Problem description:
Using the listing below, say how many of its lines hold "AnalyzeArgs". Offer nothing beyond the number.

Given entries:
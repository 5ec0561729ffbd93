use crate::demo::{run_demo, DemoArgs};
use crate::report::{run_analyze, run_batch, run_rules, AnalyzeArgs, BatchArgs, RulesArgs};
use crate::server;
use case_intel::error::AppError;
use clap::{Args, Parser, Subcommand};

#[derive(Parser, Debug)]
#[command(
    name = "Case Intel",
    about = "Analyze incident reports and serve the case analysis engine over HTTP",
    version
)]
struct Cli {
    #[command(subcommand)]
    command: Option<Command>,
}

#[derive(Subcommand, Debug)]
enum Command {
    /// Start the HTTP service (default command)
    Serve(ServeArgs),
    /// Analyze a single incident report from an argument, a file, or stdin
    Analyze(AnalyzeArgs),
    /// Analyze every report in an intake CSV export
    Batch(BatchArgs),
    /// Show the active rule set or export it as JSON
    Rules(RulesArgs),
    /// Run sample incident reports through the engine
    Demo(DemoArgs),
}

#[derive(Args, Debug, Default)]
pub(crate) struct ServeArgs {
    /// Override the configured host for the HTTP server
    #[arg(long)]
    pub(crate) host: Option<String>,
    /// Override the configured port for the HTTP server
    #[arg(long)]
    pub(crate) port: Option<u16>,
}

pub(crate) async fn run() -> Result<(), AppError> {
    let cli = Cli::parse();
    let command = cli
        .command
        .unwrap_or_else(|| Command::Serve(ServeArgs::default()));

    match command {
        Command::Serve(args) => server::run(args).await,
        Command::Analyze(args) => run_analyze(args),
        Command::Batch(args) => run_batch(args),
        Command::Rules(args) => run_rules(args),
        Command::Demo(args) => run_demo(args),
    }
}
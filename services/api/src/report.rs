use crate::infra::cli_engine;
use case_intel::analysis::{BatchOutcome, DisplayList, IntakeBatch, RuleSet};
use case_intel::error::AppError;
use case_intel::{CaseAnalysis, CaseAnalysisEngine};
use chrono::{DateTime, Utc};
use clap::Args;
use serde::Serialize;
use std::io::Read;
use std::path::PathBuf;

const DEFAULT_DISPLAY_LIMIT: usize = 5;

#[derive(Args, Debug)]
pub(crate) struct AnalyzeArgs {
    /// Incident report text. Reads stdin when neither TEXT nor --file is given.
    #[arg(conflicts_with = "file")]
    pub(crate) text: Option<String>,
    /// Read the report from a file
    #[arg(long)]
    pub(crate) file: Option<PathBuf>,
    /// Print the full analysis as JSON
    #[arg(long)]
    pub(crate) json: bool,
    /// Maximum entries shown per list in text output
    #[arg(long, default_value_t = DEFAULT_DISPLAY_LIMIT)]
    pub(crate) limit: usize,
}

#[derive(Args, Debug)]
pub(crate) struct BatchArgs {
    /// Intake CSV export with `Case ID` and `Report` columns
    #[arg(long)]
    pub(crate) csv: PathBuf,
    /// Print the results as JSON
    #[arg(long)]
    pub(crate) json: bool,
}

#[derive(Args, Debug)]
pub(crate) struct RulesArgs {
    /// Print the complete rule table as JSON instead of a summary
    #[arg(long)]
    pub(crate) export: bool,
}

#[derive(Debug, Serialize)]
struct BatchReport<'a> {
    rule_set_version: &'a str,
    generated_at: DateTime<Utc>,
    results: &'a [BatchOutcome],
}

pub(crate) fn run_analyze(args: AnalyzeArgs) -> Result<(), AppError> {
    let AnalyzeArgs {
        text,
        file,
        json,
        limit,
    } = args;

    let engine = cli_engine()?;
    let report = match (text, file) {
        (Some(text), _) => text,
        (None, Some(path)) => std::fs::read_to_string(path)?,
        (None, None) => {
            let mut buffer = String::new();
            std::io::stdin().read_to_string(&mut buffer)?;
            buffer
        }
    };

    let analysis = engine.analyze_case(&report);
    if json {
        print_json(&analysis)?;
    } else {
        render_analysis(None, &analysis, limit);
    }
    Ok(())
}

pub(crate) fn run_batch(args: BatchArgs) -> Result<(), AppError> {
    let engine = cli_engine()?;
    let records = IntakeBatch::from_path(&args.csv)?;
    let outcomes = engine.analyze_batch(&records);

    if args.json {
        return print_json(&BatchReport {
            rule_set_version: engine.version(),
            generated_at: Utc::now(),
            results: &outcomes,
        });
    }

    println!(
        "Analyzed {} reports from {} (rules {})",
        outcomes.len(),
        args.csv.display(),
        engine.version()
    );
    for outcome in &outcomes {
        println!("- {}: {}", outcome.case_id, outcome.analysis.summary());
    }
    Ok(())
}

pub(crate) fn run_rules(args: RulesArgs) -> Result<(), AppError> {
    let engine = cli_engine()?;
    if args.export {
        println!("{}", engine.rules().to_json_pretty()?);
        return Ok(());
    }

    render_rules(&engine);
    Ok(())
}

fn print_json<T: Serialize>(value: &T) -> Result<(), AppError> {
    let json = serde_json::to_string_pretty(value).map_err(std::io::Error::from)?;
    println!("{json}");
    Ok(())
}

pub(crate) fn render_analysis(case_id: Option<&str>, analysis: &CaseAnalysis, limit: usize) {
    let view = analysis.display(limit);
    match case_id {
        Some(case_id) => println!("[{case_id}] {}", view.summary),
        None => println!("{}", view.summary),
    }

    render_list("Risk factors", &view.risk_factors);
    render_list("Next steps", &view.next_steps);
    render_list("Questions", &view.questions);
    render_list("Digital trails", &view.digital_trails);
    render_list("Possible suspects", &view.suspects);
    render_list("Possible evidence", &view.evidence);
}

fn render_list(title: &str, list: &DisplayList) {
    if list.entries.is_empty() {
        println!("{title}: none");
        return;
    }

    println!("{title}:");
    for entry in &list.entries {
        println!("  - {entry}");
    }
    if list.hidden > 0 {
        println!("  (+{} more)", list.hidden);
    }
}

fn render_rules(engine: &CaseAnalysisEngine) {
    let rules: &RuleSet = engine.rules();
    let summary = rules.summary();
    println!(
        "Rule set {} (published {})",
        summary.version, summary.published_on
    );

    println!("Case types in tie-break order:");
    for rule in &rules.case_types {
        println!(
            "  - {} (base {}, {} triggers, {} escalators)",
            rule.case_type,
            rule.base_priority,
            rule.triggers.len(),
            rule.escalators.len()
        );
    }

    println!("Risk factors:");
    for risk in &rules.risks {
        println!("  - {} (at least {})", risk.label, risk.floor);
    }
}
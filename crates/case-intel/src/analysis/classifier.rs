use tracing::debug;

use super::domain::{CaseType, PriorityLevel};
use super::normalizer::{NormalizedText, Phrase};
use super::rules::{compile_phrases, CaseTypeRule};

/// Outcome of the keyword classification stage.
#[derive(Debug, Clone, Copy, PartialEq, Eq)]
pub struct Classification {
    pub case_type: CaseType,
    pub priority: PriorityLevel,
    pub score: u32,
}

impl Classification {
    pub fn unclassified() -> Self {
        Self {
            case_type: CaseType::Unclassified,
            priority: PriorityLevel::Low,
            score: 0,
        }
    }
}

struct CompiledTrigger {
    phrase: Phrase,
    weight: u32,
}

struct CompiledCaseRule {
    case_type: CaseType,
    base_priority: PriorityLevel,
    triggers: Vec<CompiledTrigger>,
    escalators: Vec<Phrase>,
}

impl CompiledCaseRule {
    fn score(&self, text: &NormalizedText<'_>) -> u32 {
        let mut seen: Vec<&Phrase> = Vec::new();
        let mut score = 0u32;
        for trigger in &self.triggers {
            // Phrases compiling to the same tokens ("break-in", "break in") count once.
            if seen.contains(&&trigger.phrase) || !text.contains(&trigger.phrase) {
                continue;
            }
            seen.push(&trigger.phrase);
            score = score.saturating_add(trigger.weight);
        }
        score
    }
}

/// Weighted keyword classifier over the case-type entries of a rule set.
pub struct Classifier {
    rules: Vec<CompiledCaseRule>,
}

impl Classifier {
    pub(crate) fn new(rules: &[CaseTypeRule]) -> Self {
        let rules = rules
            .iter()
            .map(|rule| CompiledCaseRule {
                case_type: rule.case_type,
                base_priority: rule.base_priority,
                triggers: rule
                    .triggers
                    .iter()
                    .filter_map(|trigger| {
                        Phrase::compile(&trigger.phrase).map(|phrase| CompiledTrigger {
                            phrase,
                            weight: trigger.weight,
                        })
                    })
                    .collect(),
                escalators: compile_phrases(&rule.escalators),
            })
            .collect();

        Self { rules }
    }

    /// Highest score wins; equal scores resolve to the entry listed first in the table.
    pub fn classify(&self, text: &NormalizedText<'_>) -> Classification {
        let mut best: Option<(&CompiledCaseRule, u32)> = None;
        for rule in &self.rules {
            let score = rule.score(text);
            if score == 0 {
                continue;
            }
            match best {
                Some((_, best_score)) if best_score >= score => {}
                _ => best = Some((rule, score)),
            }
        }

        let Some((rule, score)) = best else {
            debug!("no case type triggers matched");
            return Classification::unclassified();
        };

        let escalated = text.contains_any(&rule.escalators);
        let priority = if escalated {
            rule.base_priority.escalate()
        } else {
            rule.base_priority
        };

        debug!(case_type = ?rule.case_type, score, escalated, %priority, "classified incident");

        Classification {
            case_type: rule.case_type,
            priority,
            score,
        }
    }
}
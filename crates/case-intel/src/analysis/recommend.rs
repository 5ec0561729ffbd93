use std::collections::HashMap;

use super::classifier::Classification;
use super::domain::{CaseType, PriorityLevel};
use super::normalizer::{NormalizedText, Phrase};
use super::risk::RiskFactor;
use super::rules::{compile_phrases, DigitalDimension, RecommendationTemplate, RuleSet};

/// Ordered guidance produced for one analysis.
#[derive(Debug, Clone, Default, PartialEq, Eq)]
pub struct Recommendations {
    pub next_steps: Vec<String>,
    pub questions: Vec<String>,
    pub digital_trails: Vec<String>,
}

/// Lookup-table generator mapping case type, priority and risks to guidance.
pub struct Recommender {
    templates: HashMap<CaseType, RecommendationTemplate>,
    fallback: RecommendationTemplate,
    high_block: Vec<String>,
    critical_block: Vec<String>,
    digital_cues: Vec<Phrase>,
}

impl Recommender {
    pub(crate) fn new(rules: &RuleSet) -> Self {
        let templates = rules
            .case_types
            .iter()
            .map(|rule| (rule.case_type, rule.recommendations.clone()))
            .collect();

        Self {
            templates,
            fallback: rules.fallback.clone(),
            high_block: rules.escalation.high.clone(),
            critical_block: rules.escalation.critical.clone(),
            digital_cues: compile_phrases(&rules.digital_cues),
        }
    }

    fn template(&self, case_type: CaseType) -> &RecommendationTemplate {
        self.templates.get(&case_type).unwrap_or(&self.fallback)
    }

    pub fn recommend(
        &self,
        classification: &Classification,
        priority: PriorityLevel,
        risks: &[RiskFactor],
        text: &NormalizedText<'_>,
    ) -> Recommendations {
        let template = self.template(classification.case_type);

        let mut next_steps = StepList::default();
        if priority == PriorityLevel::Critical {
            next_steps.extend(&self.critical_block);
        }
        if priority.is_escalated() {
            next_steps.extend(&self.high_block);
        }
        next_steps.extend(risks.iter().filter_map(|risk| risk.next_step.as_ref()));
        next_steps.extend(&template.next_steps);

        let digital_trails = match template.digital {
            DigitalDimension::Always => template.digital_trails.clone(),
            DigitalDimension::WhenCued if self.has_digital_cue(risks, text) => {
                template.digital_trails.clone()
            }
            DigitalDimension::WhenCued | DigitalDimension::Never => Vec::new(),
        };

        Recommendations {
            next_steps: next_steps.into_inner(),
            questions: template.questions.clone(),
            digital_trails,
        }
    }

    fn has_digital_cue(&self, risks: &[RiskFactor], text: &NormalizedText<'_>) -> bool {
        risks.iter().any(|risk| risk.digital_evidence) || text.contains_any(&self.digital_cues)
    }
}

/// Keeps first occurrences only and skips blank template lines.
#[derive(Default)]
struct StepList(Vec<String>);

impl StepList {
    fn extend<'a>(&mut self, steps: impl IntoIterator<Item = &'a String>) {
        for step in steps {
            let step = step.trim();
            if step.is_empty() || self.0.iter().any(|existing| existing == step) {
                continue;
            }
            self.0.push(step.to_string());
        }
    }

    fn into_inner(self) -> Vec<String> {
        self.0
    }
}
use crate::infra::cli_engine;
use crate::report::render_analysis;
use case_intel::error::AppError;
use chrono::Local;
use clap::Args;

const SAMPLE_REPORTS: &[(&str, &str)] = &[
    (
        "DEMO-1",
        "Someone broke into my house through the back window and stole my laptop and TV",
    ),
    (
        "DEMO-2",
        "I received a phishing email and then ransomware locked all our files, and the attacker threatened our staff with violence",
    ),
    (
        "DEMO-3",
        "My ex keeps sending threatening messages on Instagram and says he knows where I live",
    ),
    (
        "DEMO-4",
        "An elderly neighbour was tricked into buying gift cards by a caller named Frank Moss",
    ),
    (
        "DEMO-5",
        "A man punched the cashier and ran off. Officers recovered a baseball cap and CCTV footage near the exit.",
    ),
    ("DEMO-6", ""),
];

#[derive(Args, Debug)]
pub(crate) struct DemoArgs {
    /// Maximum entries shown per list
    #[arg(long, default_value_t = 3)]
    pub(crate) limit: usize,
}

pub(crate) fn run_demo(args: DemoArgs) -> Result<(), AppError> {
    let engine = cli_engine()?;

    println!(
        "Case analysis demo (rules {}, {})",
        engine.version(),
        Local::now().format("%Y-%m-%d %H:%M")
    );
    for (case_id, report) in SAMPLE_REPORTS {
        println!();
        if report.is_empty() {
            println!("Report: <empty>");
        } else {
            println!("Report: {report}");
        }
        let analysis = engine.analyze_case(report);
        render_analysis(Some(*case_id), &analysis, args.limit);
    }

    Ok(())
}

#[cfg(test)]
mod tests {
    use super::*;
    use case_intel::{CaseAnalysisEngine, CaseType};

    #[test]
    fn sample_reports_cover_distinct_case_types() {
        let engine = CaseAnalysisEngine::standard().expect("built-in rules compile");
        let types: Vec<CaseType> = SAMPLE_REPORTS
            .iter()
            .map(|(_, report)| engine.analyze_case(report).case_type())
            .collect();

        assert_eq!(
            types,
            [
                CaseType::Theft,
                CaseType::Cybercrime,
                CaseType::Harassment,
                CaseType::Fraud,
                CaseType::Assault,
                CaseType::Unclassified,
            ]
        );
    }
}
//! Event dispatcher: routes each input or completion to a [`Session`] mutation
//! plus at most one side effect (persist, issue a request, stop).
//!
//! All methods run on the loop thread. Side effects that leave the thread go
//! through [`HostOps`], which tests replace with a spy.

use chat_provider::CompletionRequest;
use conversation_store::{ConversationStore, Message, StoreError};
use tracing::{debug, info, warn};
use unicode_segmentation::UnicodeSegmentation;

use crate::commands::{parse_slash_command, SlashCommand};
use crate::requests::{
    build_completion_request, CompletionEvent, RequestTag, RequestTracker,
    DEFAULT_SYSTEM_INSTRUCTIONS,
};
use crate::session::{Focus, Session, DEFAULT_CONVERSATION_NAME};

pub const HELP_TEXT: &str = "Tab switch pane | Ctrl+N or /new new chat | /delete delete chat | Enter send/select | Ctrl+C, Esc or /quit exit";

/// One-shot annotation shown on the next render.
#[derive(Debug, Clone, PartialEq, Eq)]
pub enum Notice {
    Info(String),
    Error(String),
}

impl Notice {
    pub fn text(&self) -> &str {
        match self {
            Self::Info(text) | Self::Error(text) => text,
        }
    }
}

/// Whether a completion is outstanding anywhere in the session.
#[derive(Debug, Clone, Copy, PartialEq, Eq)]
pub enum Activity {
    Idle,
    AwaitingResponse,
}

pub trait HostOps {
    /// Runs `request` off the loop thread and later delivers a
    /// [`CompletionEvent`] carrying `tag`.
    fn spawn_completion(&mut self, tag: RequestTag, request: CompletionRequest)
        -> Result<(), String>;
    fn request_render(&mut self);
    fn request_stop(&mut self);
}

pub struct App {
    session: Session,
    store: Box<dyn ConversationStore>,
    requests: RequestTracker,
    input: String,
    notice: Option<Notice>,
    system_instructions: String,
    should_exit: bool,
}

fn sanitize_system_instructions(raw: Option<String>) -> String {
    raw.map(|value| value.trim().to_string())
        .filter(|value| !value.is_empty())
        .unwrap_or_else(|| DEFAULT_SYSTEM_INSTRUCTIONS.to_string())
}

impl App {
    /// Loads every stored conversation. An empty store gets one "New Chat".
    pub fn load(
        store: Box<dyn ConversationStore>,
        system_instructions: Option<String>,
    ) -> Result<Self, StoreError> {
        let conversations = store.load_all()?;
        info!(count = conversations.len(), "loaded conversations");
        Ok(Self::with_session(
            Session::from_conversations(conversations),
            store,
            system_instructions,
        ))
    }

    /// Wraps an existing session. An empty session gets one "New Chat".
    pub fn with_session(
        session: Session,
        store: Box<dyn ConversationStore>,
        system_instructions: Option<String>,
    ) -> Self {
        let mut app = Self {
            session,
            store,
            requests: RequestTracker::new(),
            input: String::new(),
            notice: None,
            system_instructions: sanitize_system_instructions(system_instructions),
            should_exit: false,
        };
        if app.session.is_empty() {
            app.create_default_conversation();
        }
        app
    }

    pub fn session(&self) -> &Session {
        &self.session
    }

    pub fn input(&self) -> &str {
        &self.input
    }

    pub fn notice(&self) -> Option<&Notice> {
        self.notice.as_ref()
    }

    pub fn system_instructions(&self) -> &str {
        &self.system_instructions
    }

    pub fn should_exit(&self) -> bool {
        self.should_exit
    }

    pub fn activity(&self) -> Activity {
        if self.requests.has_pending() {
            Activity::AwaitingResponse
        } else {
            Activity::Idle
        }
    }

    /// True while the active conversation is waiting for its reply.
    pub fn active_is_awaiting(&self) -> bool {
        self.session
            .active_id()
            .is_some_and(|id| self.requests.is_pending(id))
    }

    /// Clears the one-shot notice once the user has acted after seeing it.
    pub fn dismiss_notice(&mut self) {
        self.notice = None;
    }

    pub fn on_text(&mut self, text: &str, host: &mut dyn HostOps) {
        if self.session.focus() != Focus::ChatInput {
            return;
        }
        self.input.push_str(text);
        host.request_render();
    }

    pub fn on_paste(&mut self, text: &str, host: &mut dyn HostOps) {
        self.session.set_focus(Focus::ChatInput);
        self.input.push_str(&clean_pasted_text(text));
        host.request_render();
    }

    pub fn on_backspace(&mut self, host: &mut dyn HostOps) {
        if self.session.focus() != Focus::ChatInput {
            return;
        }
        if let Some((index, _)) = self.input.grapheme_indices(true).next_back() {
            self.input.truncate(index);
            host.request_render();
        }
    }

    pub fn on_toggle_focus(&mut self, host: &mut dyn HostOps) {
        let focus = self.session.toggle_focus();
        debug!(?focus, "focus toggled");
        host.request_render();
    }

    pub fn on_move_selection(&mut self, delta: isize, host: &mut dyn HostOps) {
        if self.session.focus() != Focus::Sidebar {
            return;
        }
        self.session.move_highlight(delta);
        host.request_render();
    }

    /// Enter: selects in the sidebar, submits in the chat input.
    pub fn on_enter(&mut self, host: &mut dyn HostOps) {
        match self.session.focus() {
            Focus::Sidebar => self.on_select(host),
            Focus::ChatInput => self.on_submit(host),
        }
    }

    /// Activates the highlighted sidebar entry. Selection is never persisted.
    pub fn on_select(&mut self, host: &mut dyn HostOps) {
        if self.session.focus() != Focus::Sidebar {
            return;
        }
        if let Some(id) = self.session.highlighted_id().map(str::to_string) {
            self.session.select_conversation(&id);
            self.session.set_focus(Focus::ChatInput);
        }
        host.request_render();
    }

    pub fn on_new_conversation(&mut self, host: &mut dyn HostOps) {
        let id = self.session.create_conversation(DEFAULT_CONVERSATION_NAME);
        self.session.select_conversation(&id);
        self.session.set_focus(Focus::ChatInput);
        self.persist(&id);
        info!(conversation_id = %id, "created conversation");
        host.request_render();
    }

    pub fn on_submit(&mut self, host: &mut dyn HostOps) {
        if self.session.focus() != Focus::ChatInput {
            return;
        }
        let content = self.input.trim().to_string();
        if content.is_empty() {
            return;
        }

        if let Some(command) = parse_slash_command(&content) {
            self.input.clear();
            self.handle_slash_command(command, host);
            return;
        }

        if self.activity() == Activity::AwaitingResponse {
            debug!("ignoring submit while a response is pending");
            return;
        }
        let Some(id) = self.session.active_id().map(str::to_string) else {
            return;
        };
        let Some(tag) = self.requests.begin(&id) else {
            return;
        };

        self.input.clear();
        self.session.append_message(&id, Message::user(content));
        self.persist(&id);

        let Some(conversation) = self.session.conversation(&id) else {
            self.requests.settle(&tag);
            return;
        };
        let request = build_completion_request(&self.system_instructions, conversation);
        debug!(conversation_id = %id, messages = request.messages.len(), "dispatching completion");
        if let Err(error) = host.spawn_completion(tag.clone(), request) {
            warn!(%error, "failed to dispatch completion");
            self.requests.settle(&tag);
            self.notice = Some(Notice::Error(error));
        }
        host.request_render();
    }

    fn handle_slash_command(&mut self, command: SlashCommand, host: &mut dyn HostOps) {
        match command {
            SlashCommand::New => self.on_new_conversation(host),
            SlashCommand::Delete => self.on_delete(host),
            SlashCommand::Help => {
                self.notice = Some(Notice::Info(HELP_TEXT.to_string()));
                host.request_render();
            }
            SlashCommand::Quit => self.on_quit(host),
            SlashCommand::Unknown(command) => {
                self.notice = Some(Notice::Error(format!(
                    "Unknown command: {command}. Try /help"
                )));
                host.request_render();
            }
        }
    }

    /// Deletes the active conversation from memory and the store.
    pub fn on_delete(&mut self, host: &mut dyn HostOps) {
        let Some(id) = self.session.active_id().map(str::to_string) else {
            return;
        };
        if let Err(error) = self.store.delete(&id) {
            warn!(conversation_id = %id, %error, "failed to delete conversation");
            self.notice = Some(Notice::Error(format!(
                "failed to delete conversation: {error}"
            )));
            host.request_render();
            return;
        }
        self.session.remove_conversation(&id);
        info!(conversation_id = %id, "deleted conversation");
        if self.session.is_empty() {
            self.create_default_conversation();
        }
        host.request_render();
    }

    /// Applies a completion to the conversation named by its tag, active or not.
    pub fn on_completion(&mut self, event: CompletionEvent, host: &mut dyn HostOps) {
        let CompletionEvent { tag, outcome } = event;
        if !self.requests.settle(&tag) {
            debug!(
                conversation_id = tag.conversation_id(),
                sequence = tag.sequence(),
                "discarding completion for a request that is not outstanding"
            );
            return;
        }

        match outcome {
            Ok(text) => {
                let id = tag.conversation_id();
                if self.session.append_message(id, Message::assistant(text)) {
                    self.persist(id);
                }
            }
            Err(error) => {
                warn!(conversation_id = tag.conversation_id(), %error, "completion failed");
                self.notice = Some(Notice::Error(error.to_string()));
            }
        }
        host.request_render();
    }

    /// Terminal transition. Outstanding requests are abandoned.
    pub fn on_quit(&mut self, host: &mut dyn HostOps) {
        let abandoned = self.requests.abandon_all();
        if abandoned > 0 {
            info!(abandoned, "abandoning pending completions on quit");
        }
        self.should_exit = true;
        host.request_stop();
    }

    fn create_default_conversation(&mut self) {
        let id = self.session.create_conversation(DEFAULT_CONVERSATION_NAME);
        self.session.select_conversation(&id);
        self.persist(&id);
    }

    fn persist(&mut self, id: &str) {
        let Some(conversation) = self.session.conversation(id) else {
            return;
        };
        if let Err(error) = self.store.save(conversation) {
            warn!(conversation_id = %id, %error, "failed to save conversation");
            self.notice = Some(Notice::Error(format!(
                "failed to save conversation: {error}"
            )));
        }
    }
}

/// Terminal line endings become `\n`, tabs expand, other control characters are dropped.
fn clean_pasted_text(text: &str) -> String {
    text.replace("\r\n", "\n")
        .replace('\r', "\n")
        .replace('\t', "    ")
        .chars()
        .filter(|ch| *ch == '\n' || !ch.is_control())
        .collect()
}

#[cfg(test)]
mod tests {
    use super::*;
    use conversation_store::SqliteConversationStore;

    #[derive(Default)]
    struct NullHost;

    impl HostOps for NullHost {
        fn spawn_completion(
            &mut self,
            _tag: RequestTag,
            _request: CompletionRequest,
        ) -> Result<(), String> {
            Ok(())
        }

        fn request_render(&mut self) {}

        fn request_stop(&mut self) {}
    }

    fn app() -> App {
        let store = SqliteConversationStore::open_in_memory().expect("store");
        App::load(Box::new(store), None).expect("app")
    }

    #[test]
    fn blank_system_instructions_fall_back_to_default() {
        assert_eq!(
            sanitize_system_instructions(Some("   ".to_string())),
            DEFAULT_SYSTEM_INSTRUCTIONS
        );
        assert_eq!(sanitize_system_instructions(Some(" terse ".to_string())), "terse");
    }

    #[test]
    fn backspace_removes_one_grapheme() {
        let mut app = app();
        let mut host = NullHost;
        app.on_text("hé👍🏽", &mut host);
        app.on_backspace(&mut host);
        assert_eq!(app.input(), "hé");
    }

    #[test]
    fn typing_is_ignored_while_the_sidebar_has_focus() {
        let mut app = app();
        let mut host = NullHost;
        app.on_toggle_focus(&mut host);
        app.on_text("j", &mut host);
        assert_eq!(app.input(), "");
    }

    #[test]
    fn paste_moves_focus_to_the_input() {
        let mut app = app();
        let mut host = NullHost;
        app.on_toggle_focus(&mut host);
        app.on_paste("line one\nline two", &mut host);
        assert_eq!(app.session().focus(), Focus::ChatInput);
        assert_eq!(app.input(), "line one\nline two");
    }
}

Response:
5